PROBLEM REQUIREMENTS —
When a line in the data below includes "NaiveDate", count it; then give only the total.

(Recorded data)
######

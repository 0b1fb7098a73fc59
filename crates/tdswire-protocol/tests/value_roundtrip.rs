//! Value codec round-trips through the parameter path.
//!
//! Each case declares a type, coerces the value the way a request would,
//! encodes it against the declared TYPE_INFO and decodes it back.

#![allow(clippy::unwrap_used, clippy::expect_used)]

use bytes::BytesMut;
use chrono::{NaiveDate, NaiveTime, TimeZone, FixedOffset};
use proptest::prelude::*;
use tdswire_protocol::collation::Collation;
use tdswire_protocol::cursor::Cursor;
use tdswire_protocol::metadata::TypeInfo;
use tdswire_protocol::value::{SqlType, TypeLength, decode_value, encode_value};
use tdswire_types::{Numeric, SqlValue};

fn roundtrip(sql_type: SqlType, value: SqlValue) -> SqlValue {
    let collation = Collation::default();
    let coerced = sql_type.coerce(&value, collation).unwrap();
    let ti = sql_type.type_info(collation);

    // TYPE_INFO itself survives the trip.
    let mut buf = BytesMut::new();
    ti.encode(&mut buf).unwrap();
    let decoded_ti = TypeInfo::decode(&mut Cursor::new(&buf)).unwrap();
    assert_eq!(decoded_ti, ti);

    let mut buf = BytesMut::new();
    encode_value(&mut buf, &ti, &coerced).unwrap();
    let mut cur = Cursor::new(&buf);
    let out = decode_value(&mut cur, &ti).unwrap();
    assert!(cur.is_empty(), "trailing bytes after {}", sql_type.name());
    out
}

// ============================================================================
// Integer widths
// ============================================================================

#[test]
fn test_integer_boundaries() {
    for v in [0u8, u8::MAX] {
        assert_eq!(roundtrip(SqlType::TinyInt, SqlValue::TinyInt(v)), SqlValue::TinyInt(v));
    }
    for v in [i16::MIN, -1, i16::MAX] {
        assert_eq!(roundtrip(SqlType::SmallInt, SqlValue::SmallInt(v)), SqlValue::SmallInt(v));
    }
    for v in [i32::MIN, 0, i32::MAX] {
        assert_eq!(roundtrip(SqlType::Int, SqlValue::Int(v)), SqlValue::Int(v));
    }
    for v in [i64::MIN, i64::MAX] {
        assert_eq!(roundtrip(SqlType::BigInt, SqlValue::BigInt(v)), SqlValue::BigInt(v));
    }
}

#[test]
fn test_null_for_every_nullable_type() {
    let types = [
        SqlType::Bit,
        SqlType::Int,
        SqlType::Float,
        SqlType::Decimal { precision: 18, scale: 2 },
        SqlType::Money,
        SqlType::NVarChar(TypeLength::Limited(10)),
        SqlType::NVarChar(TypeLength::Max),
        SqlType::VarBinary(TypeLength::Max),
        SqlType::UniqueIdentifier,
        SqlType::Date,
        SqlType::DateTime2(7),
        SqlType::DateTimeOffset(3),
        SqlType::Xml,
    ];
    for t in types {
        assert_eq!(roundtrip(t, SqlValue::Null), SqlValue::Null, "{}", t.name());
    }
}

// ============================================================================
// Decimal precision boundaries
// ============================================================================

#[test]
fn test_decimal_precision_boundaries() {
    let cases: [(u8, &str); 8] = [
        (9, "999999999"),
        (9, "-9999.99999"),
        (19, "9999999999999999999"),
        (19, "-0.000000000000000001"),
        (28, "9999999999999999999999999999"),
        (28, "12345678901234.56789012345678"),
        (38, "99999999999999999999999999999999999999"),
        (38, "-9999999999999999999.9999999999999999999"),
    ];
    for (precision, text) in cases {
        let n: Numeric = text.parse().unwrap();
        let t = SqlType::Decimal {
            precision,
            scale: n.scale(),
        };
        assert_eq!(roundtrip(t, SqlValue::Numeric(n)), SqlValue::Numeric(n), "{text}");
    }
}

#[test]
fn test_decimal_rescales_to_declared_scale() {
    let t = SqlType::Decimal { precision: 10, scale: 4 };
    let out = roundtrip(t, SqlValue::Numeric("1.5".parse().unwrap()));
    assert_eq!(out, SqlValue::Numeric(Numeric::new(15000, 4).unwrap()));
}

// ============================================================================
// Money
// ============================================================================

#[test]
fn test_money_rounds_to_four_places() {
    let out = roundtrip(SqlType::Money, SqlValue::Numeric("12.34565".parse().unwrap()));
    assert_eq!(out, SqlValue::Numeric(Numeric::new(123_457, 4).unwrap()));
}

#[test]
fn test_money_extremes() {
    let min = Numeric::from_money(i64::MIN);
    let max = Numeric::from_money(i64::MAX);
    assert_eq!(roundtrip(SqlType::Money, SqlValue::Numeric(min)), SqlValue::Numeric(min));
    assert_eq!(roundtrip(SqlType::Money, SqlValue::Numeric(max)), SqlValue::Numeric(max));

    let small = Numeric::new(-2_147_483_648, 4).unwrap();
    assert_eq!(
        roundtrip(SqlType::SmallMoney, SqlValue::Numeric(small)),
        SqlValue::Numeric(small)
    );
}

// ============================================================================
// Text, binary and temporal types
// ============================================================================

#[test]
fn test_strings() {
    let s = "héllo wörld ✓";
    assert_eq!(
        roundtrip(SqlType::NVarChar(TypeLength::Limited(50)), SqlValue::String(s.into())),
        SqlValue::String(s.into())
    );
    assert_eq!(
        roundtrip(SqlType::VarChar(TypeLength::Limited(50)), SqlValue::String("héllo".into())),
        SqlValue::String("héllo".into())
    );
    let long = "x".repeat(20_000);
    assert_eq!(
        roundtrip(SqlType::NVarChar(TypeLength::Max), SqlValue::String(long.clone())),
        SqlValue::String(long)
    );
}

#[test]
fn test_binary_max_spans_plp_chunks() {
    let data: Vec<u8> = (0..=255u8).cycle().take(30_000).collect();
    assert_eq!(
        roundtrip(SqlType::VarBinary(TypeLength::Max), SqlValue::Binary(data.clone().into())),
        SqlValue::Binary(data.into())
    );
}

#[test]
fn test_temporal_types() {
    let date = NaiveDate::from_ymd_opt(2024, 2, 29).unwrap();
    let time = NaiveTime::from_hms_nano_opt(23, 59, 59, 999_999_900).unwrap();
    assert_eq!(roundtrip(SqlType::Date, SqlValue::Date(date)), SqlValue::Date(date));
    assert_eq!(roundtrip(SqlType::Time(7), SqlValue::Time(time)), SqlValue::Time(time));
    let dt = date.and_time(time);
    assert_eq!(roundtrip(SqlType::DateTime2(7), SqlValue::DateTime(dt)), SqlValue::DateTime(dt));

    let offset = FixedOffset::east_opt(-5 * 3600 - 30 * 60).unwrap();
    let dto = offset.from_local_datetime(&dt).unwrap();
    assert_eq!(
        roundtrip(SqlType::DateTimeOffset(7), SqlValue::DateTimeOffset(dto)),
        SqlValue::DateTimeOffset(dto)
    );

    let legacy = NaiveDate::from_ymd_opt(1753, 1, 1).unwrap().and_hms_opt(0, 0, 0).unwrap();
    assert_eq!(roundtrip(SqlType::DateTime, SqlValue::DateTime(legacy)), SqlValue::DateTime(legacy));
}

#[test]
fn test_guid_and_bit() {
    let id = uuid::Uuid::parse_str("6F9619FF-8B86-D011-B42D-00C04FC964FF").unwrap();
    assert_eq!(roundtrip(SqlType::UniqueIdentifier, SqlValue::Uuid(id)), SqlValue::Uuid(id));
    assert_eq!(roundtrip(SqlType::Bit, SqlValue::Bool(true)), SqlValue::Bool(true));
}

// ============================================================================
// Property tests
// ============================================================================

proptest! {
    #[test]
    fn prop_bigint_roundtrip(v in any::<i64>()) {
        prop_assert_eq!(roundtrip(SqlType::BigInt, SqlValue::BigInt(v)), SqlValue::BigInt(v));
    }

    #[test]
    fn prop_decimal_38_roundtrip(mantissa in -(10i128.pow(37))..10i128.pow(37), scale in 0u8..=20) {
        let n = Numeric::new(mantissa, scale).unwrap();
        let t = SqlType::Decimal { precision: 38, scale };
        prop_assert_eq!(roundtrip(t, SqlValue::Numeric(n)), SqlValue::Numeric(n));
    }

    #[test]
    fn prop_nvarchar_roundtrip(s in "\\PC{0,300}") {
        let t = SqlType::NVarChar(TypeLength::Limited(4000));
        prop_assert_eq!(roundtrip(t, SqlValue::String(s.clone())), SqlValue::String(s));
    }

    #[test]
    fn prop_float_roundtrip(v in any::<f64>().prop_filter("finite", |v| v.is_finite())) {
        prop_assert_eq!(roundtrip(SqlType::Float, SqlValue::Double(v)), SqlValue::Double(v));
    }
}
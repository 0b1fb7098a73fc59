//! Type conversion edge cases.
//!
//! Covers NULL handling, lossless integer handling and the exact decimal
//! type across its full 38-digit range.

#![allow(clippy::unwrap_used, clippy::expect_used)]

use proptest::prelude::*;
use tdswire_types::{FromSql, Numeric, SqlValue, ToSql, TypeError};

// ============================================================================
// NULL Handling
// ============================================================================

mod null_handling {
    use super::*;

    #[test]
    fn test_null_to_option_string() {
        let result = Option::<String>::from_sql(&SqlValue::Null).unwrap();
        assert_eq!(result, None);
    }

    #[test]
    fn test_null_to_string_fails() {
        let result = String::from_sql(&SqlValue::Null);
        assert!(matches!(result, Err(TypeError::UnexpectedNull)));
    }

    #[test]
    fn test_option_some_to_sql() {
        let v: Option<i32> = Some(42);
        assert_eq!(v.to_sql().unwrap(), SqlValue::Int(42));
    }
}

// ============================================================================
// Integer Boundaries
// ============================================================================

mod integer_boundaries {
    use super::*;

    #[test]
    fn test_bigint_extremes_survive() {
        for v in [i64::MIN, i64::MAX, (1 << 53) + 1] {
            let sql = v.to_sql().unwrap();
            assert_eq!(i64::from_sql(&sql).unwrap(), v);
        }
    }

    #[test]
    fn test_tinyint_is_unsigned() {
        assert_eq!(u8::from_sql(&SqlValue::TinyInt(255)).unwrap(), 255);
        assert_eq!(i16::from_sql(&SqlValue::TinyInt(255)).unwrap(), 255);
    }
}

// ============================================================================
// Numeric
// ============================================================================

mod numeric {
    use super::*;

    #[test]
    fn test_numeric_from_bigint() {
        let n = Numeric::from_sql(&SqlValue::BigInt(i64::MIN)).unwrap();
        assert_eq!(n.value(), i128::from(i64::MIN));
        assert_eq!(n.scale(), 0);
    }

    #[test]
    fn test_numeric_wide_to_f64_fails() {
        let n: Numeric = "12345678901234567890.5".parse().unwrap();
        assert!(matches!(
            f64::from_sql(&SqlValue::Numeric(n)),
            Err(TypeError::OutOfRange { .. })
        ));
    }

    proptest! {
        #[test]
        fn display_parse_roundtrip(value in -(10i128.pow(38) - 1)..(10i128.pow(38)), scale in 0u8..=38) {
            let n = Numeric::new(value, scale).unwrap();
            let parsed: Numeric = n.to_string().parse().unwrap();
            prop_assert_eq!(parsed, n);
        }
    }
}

######

WRITTEN RESPONSE —
3